Haney Margaret, Hart Carl L, Vosburg Suzanne K, Comer Sandra D, Reed Stephanie Collins, Foltin Richard W
Division on Substance Abuse, New York State Psychiatric Institute and Department of Psychiatry, College of Physicians and Surgeons of Columbia University, 1051 Riverside Drive, Unit 120, New York, NY, 10032, USA.
Psychopharmacology (Berl). 2008 Mar;197(1):157-68. doi: 10.1007/s00213-007-1020-8. Epub 2007 Dec 27.
Individuals seeking treatment for their marijuana use rarely achieve sustained abstinence.
The objectives of the study are to determine if THC, a cannabinoid agonist, and lofexidine, an alpha(2)-adrenergic receptor agonist, given alone and in combination, decreased symptoms of marijuana withdrawal and relapse, defined as a return to marijuana use after a period of abstinence.
Nontreatment-seeking, male volunteers (n = 8), averaging 12 marijuana cigarettes/day, were maintained on each of four medication conditions for 7 days: placebo, tetrahydrocannabinol (THC) (60 mg/day), lofexidine (2.4 mg/day), and THC (60 mg/day) combined with lofexidine (2.4 mg/day); each inpatient phase was separated by an outpatient washout phase. During the first three inpatient days, placebo marijuana was available for self-administration (withdrawal). For the next 4 days, active marijuana was available for self-administration (relapse). Participants paid for self-administered marijuana using study earnings. Self-administration, mood, task performance, food intake, and sleep were measured.
THC reversed the anorexia and weight loss associated with marijuana withdrawal, and decreased a subset of withdrawal symptoms, but increased sleep onset latency, and did not decrease marijuana relapse. Lofexidine was sedating, worsened abstinence-related anorexia, and did not robustly attenuate withdrawal, but improved sleep and decreased marijuana relapse. The combination of lofexidine and THC produced the most robust improvements in sleep and decreased marijuana withdrawal, craving, and relapse in daily marijuana smokers relative to either medication alone.
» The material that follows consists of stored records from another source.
use std::sync::{Arc, Mutex, MutexGuard};
use std::time::Duration;

use sysinfo::{Disks, Networks, ProcessStatus, System};

use super::disk_filter::is_pseudo_filesystem;
use crate::domain::entities::{
    CpuSample, ItemOutcome, MemorySample, NetworkSample, PartitionSample, ProcessSample,
    ProcessTable, SystemInfo,
};
use crate::domain::ports::provider::{CollectionError, MetricsProvider, PlatformInfoProvider};

/// Returns `(numerator / denominator) * 100.0`, or `0.0` when `denominator` is zero.
#[allow(clippy::cast_precision_loss)]
fn safe_percent(numerator: u64, denominator: u64) -> f64 {
    if denominator > 0 {
        (numerator as f64 / denominator as f64) * 100.0
    } else {
        0.0
    }
}

/// Returns the arithmetic mean of `per_core` usages, or `0.0` when the slice is empty.
#[allow(clippy::cast_precision_loss)]
fn avg_cpu_usage(per_core: &[f64]) -> f64 {
    let count = per_core.len();
    if count > 0 {
        per_core.iter().sum::<f64>() / count as f64
    } else {
        0.0
    }
}

/// Metrics provider backed by the `sysinfo` crate.
///
/// Uses `Mutex<System>` for interior mutability since `MetricsProvider`
/// takes `&self` but `sysinfo::System` needs `&mut self` for refresh.
/// Clones share the same `System`.
#[derive(Clone)]
pub struct SysinfoProvider {
    sys: Arc<Mutex<System>>,
    cpu_interval: Duration,
}

impl SysinfoProvider {
    /// Creates a provider that observes the CPU for `cpu_interval` per
    /// sample. Intervals shorter than sysinfo's minimum are raised to it.
    #[must_use]
    pub fn new(cpu_interval: Duration) -> Self {
        let mut sys = System::new_all();
        sys.refresh_all();
        Self {
            sys: Arc::new(Mutex::new(sys)),
            cpu_interval: cpu_interval.max(sysinfo::MINIMUM_CPU_UPDATE_INTERVAL),
        }
    }

    fn lock(&self) -> Result<MutexGuard<'_, System>, CollectionError> {
        self.sys
            .lock()
            .map_err(|e| CollectionError::MetricsUnavailable(format!("system lock poisoned: {e}")))
    }
}

impl Default for SysinfoProvider {
    fn default() -> Self {
        Self::new(Duration::from_secs(1))
    }
}

impl MetricsProvider for SysinfoProvider {
    fn cpu(&self) -> Result<CpuSample, CollectionError> {
        let mut sys = self.lock()?;
        sys.refresh_cpu_usage();
        std::thread::sleep(self.cpu_interval);
        sys.refresh_cpu_usage();

        let cpus = sys.cpus();
        if cpus.is_empty() {
            return Err(CollectionError::MetricsUnavailable(
                "no CPU reported".to_string(),
            ));
        }
        let percent_per_core: Vec<f64> = cpus.iter().map(|c| f64::from(c.cpu_usage())).collect();
        let frequencies: Vec<u64> = cpus
            .iter()
            .map(sysinfo::Cpu::frequency)
            .filter(|&mhz| mhz > 0)
            .collect();
        let frequency_mhz = if frequencies.is_empty() {
            None
        } else {
            Some(frequencies.iter().sum::<u64>() / frequencies.len() as u64)
        };

        Ok(CpuSample {
            physical_cores: sys.physical_core_count(),
            logical_cores: cpus.len(),
            percent_total: avg_cpu_usage(&percent_per_core),
            percent_per_core,
            frequency_mhz,
        })
    }

    fn memory(&self) -> Result<MemorySample, CollectionError> {
        let mut sys = self.lock()?;
        sys.refresh_memory();

        let total = sys.total_memory();
        if total == 0 {
            return Err(CollectionError::MetricsUnavailable(
                "total memory reported as zero".to_string(),
            ));
        }
        let used = sys.used_memory();
        let swap_total = sys.total_swap();
        let swap_used = sys.used_swap();

        Ok(MemorySample {
            total_bytes: total,
            available_bytes: sys.available_memory(),
            used_bytes: used,
            percent_used: safe_percent(used, total),
            swap_total_bytes: swap_total,
            swap_used_bytes: swap_used,
            swap_percent: safe_percent(swap_used, swap_total),
        })
    }

    fn partitions(&self) -> Result<Vec<ItemOutcome<PartitionSample>>, CollectionError> {
        let disks = Disks::new_with_refreshed_list();

        Ok(disks
            .list()
            .iter()
            .filter(|d| !is_pseudo_filesystem(&d.file_system().to_string_lossy()))
            .map(|disk| {
                let mount_point = disk.mount_point().to_string_lossy().to_string();

                if let Err(e) = std::fs::metadata(disk.mount_point()) {
                    let reason = if e.kind() == std::io::ErrorKind::PermissionDenied {
                        CollectionError::PermissionDenied(mount_point.clone()).to_string()
                    } else {
                        e.to_string()
                    };
                    return ItemOutcome::skipped(mount_point, reason);
                }
                let total = disk.total_space();
                if total == 0 {
                    return ItemOutcome::skipped(mount_point, "reported zero capacity");
                }
                let free = disk.available_space();
                let used = total.saturating_sub(free);

                ItemOutcome::Measured(PartitionSample {
                    device: disk.name().to_string_lossy().to_string(),
                    mount_point,
                    filesystem: disk.file_system().to_string_lossy().to_string(),
                    total_bytes: total,
                    used_bytes: used,
                    free_bytes: free,
                    percent_used: safe_percent(used, total).clamp(0.0, 100.0),
                })
            })
            .collect())
    }

    fn network(&self) -> Result<NetworkSample, CollectionError> {
        let networks = Networks::new_with_refreshed_list();

        let mut sample = NetworkSample {
            bytes_sent: 0,
            bytes_recv: 0,
            packets_sent: 0,
            packets_recv: 0,
            errors_in: 0,
            errors_out: 0,
            interface_count: 0,
        };
        for data in networks.list().values() {
            sample.bytes_sent = sample.bytes_sent.saturating_add(data.total_transmitted());
            sample.bytes_recv = sample.bytes_recv.saturating_add(data.total_received());
            sample.packets_sent = sample
                .packets_sent
                .saturating_add(data.total_packets_transmitted());
            sample.packets_recv = sample
                .packets_recv
                .saturating_add(data.total_packets_received());
            sample.errors_in = sample
                .errors_in
                .saturating_add(data.total_errors_on_received());
            sample.errors_out = sample
                .errors_out
                .saturating_add(data.total_errors_on_transmitted());
            sample.interface_count += 1;
        }

        if sample.interface_count == 0 {
            return Err(CollectionError::MetricsUnavailable(
                "no network interfaces found".to_string(),
            ));
        }
        Ok(sample)
    }

    fn processes(&self) -> Result<ProcessTable, CollectionError> {
        let mut sys = self.lock()?;
        sys.refresh_all();

        let total_memory = sys.total_memory();
        let entries = sys
            .processes()
            .values()
            .map(|proc_info| {
                let pid = proc_info.pid().as_u32();
                if process_vanished(pid, proc_info.status()) {
                    return ItemOutcome::skipped(format!("pid {pid}"), "process exited during scan");
                }
                ItemOutcome::Measured(ProcessSample {
                    pid,
                    name: proc_info.name().to_string_lossy().to_string(),
                    cpu_percent: f64::from(proc_info.cpu_usage()),
                    memory_percent: safe_percent(proc_info.memory(), total_memory),
                })
            })
            .collect();

        Ok(ProcessTable { entries })
    }
}

/// Whether a process listed by the last refresh is already gone.
///
/// Best effort: `refresh_all` drops most exited processes, so this only
/// catches ones that exit between the refresh and the read. On Linux the
/// `/proc/<pid>` entry is checked as well.
fn process_vanished(pid: u32, status: ProcessStatus) -> bool {
    if matches!(status, ProcessStatus::Dead) {
        return true;
    }
    cfg!(target_os = "linux") && !std::path::Path::new(&format!("/proc/{pid}")).exists()
}

const UNKNOWN: &str = "unknown";

impl PlatformInfoProvider for SysinfoProvider {
    fn platform_info(&self) -> SystemInfo {
        let processor = self
            .sys
            .lock()
            .ok()
            .and_then(|sys| sys.cpus().first().map(|cpu| cpu.brand().trim().to_string()))
            .filter(|brand| !brand.is_empty())
            .unwrap_or_else(|| UNKNOWN.to_string());

        SystemInfo {
            hostname: System::host_name().unwrap_or_else(|| UNKNOWN.to_string()),
            platform: System::name().unwrap_or_else(|| std::env::consts::OS.to_string()),
            platform_version: System::os_version().unwrap_or_else(|| UNKNOWN.to_string()),
            architecture: std::env::consts::ARCH.to_string(),
            processor,
            kernel_version: System::kernel_version().unwrap_or_else(|| UNKNOWN.to_string()),
            runtime_version: format!("hostcheck {}", env!("CARGO_PKG_VERSION")),
        }
    }
}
These data suggest the combination of lofexidine and THC warrant further testing as a potential treatment for marijuana dependence.
寻求大麻使用治疗的个体很少能实现持续戒断。
本研究的目的是确定大麻素激动剂四氢大麻酚(THC)和α2-肾上腺素能受体激动剂洛非西定单独使用及联合使用时,是否能减轻大麻戒断症状和复发情况,复发定义为在一段时间的戒断后重新开始使用大麻。
平均每天吸食12支大麻烟的非寻求治疗的男性志愿者(n = 8),在四种药物治疗条件下各维持7天:安慰剂、四氢大麻酚(THC)(60毫克/天)、洛非西定(2.4毫克/天)以及THC(60毫克/天)与洛非西定(2.4毫克/天)联合使用;每个住院阶段之间有一个门诊洗脱期。在住院的前三天,可自行使用安慰剂大麻(戒断期)。接下来的4天,可自行使用活性大麻(复发期)。参与者用研究所得报酬支付自行使用的大麻费用。测量自行给药情况、情绪、任务表现、食物摄入量和睡眠情况。
THC逆转了与大麻戒断相关的厌食和体重减轻,并减轻了一部分戒断症状,但增加了入睡潜伏期,且未减少大麻复发。洛非西定有镇静作用,加重了与戒断相关的厌食,且未有力地减轻戒断症状,但改善了睡眠并减少了大麻复发。与单独使用任何一种药物相比,洛非西定和THC联合使用对日常吸食大麻者的睡眠改善最为显著,并减少了大麻戒断、渴望和复发。
这些数据表明,洛非西定和THC联合使用作为大麻依赖的潜在治疗方法值得进一步测试。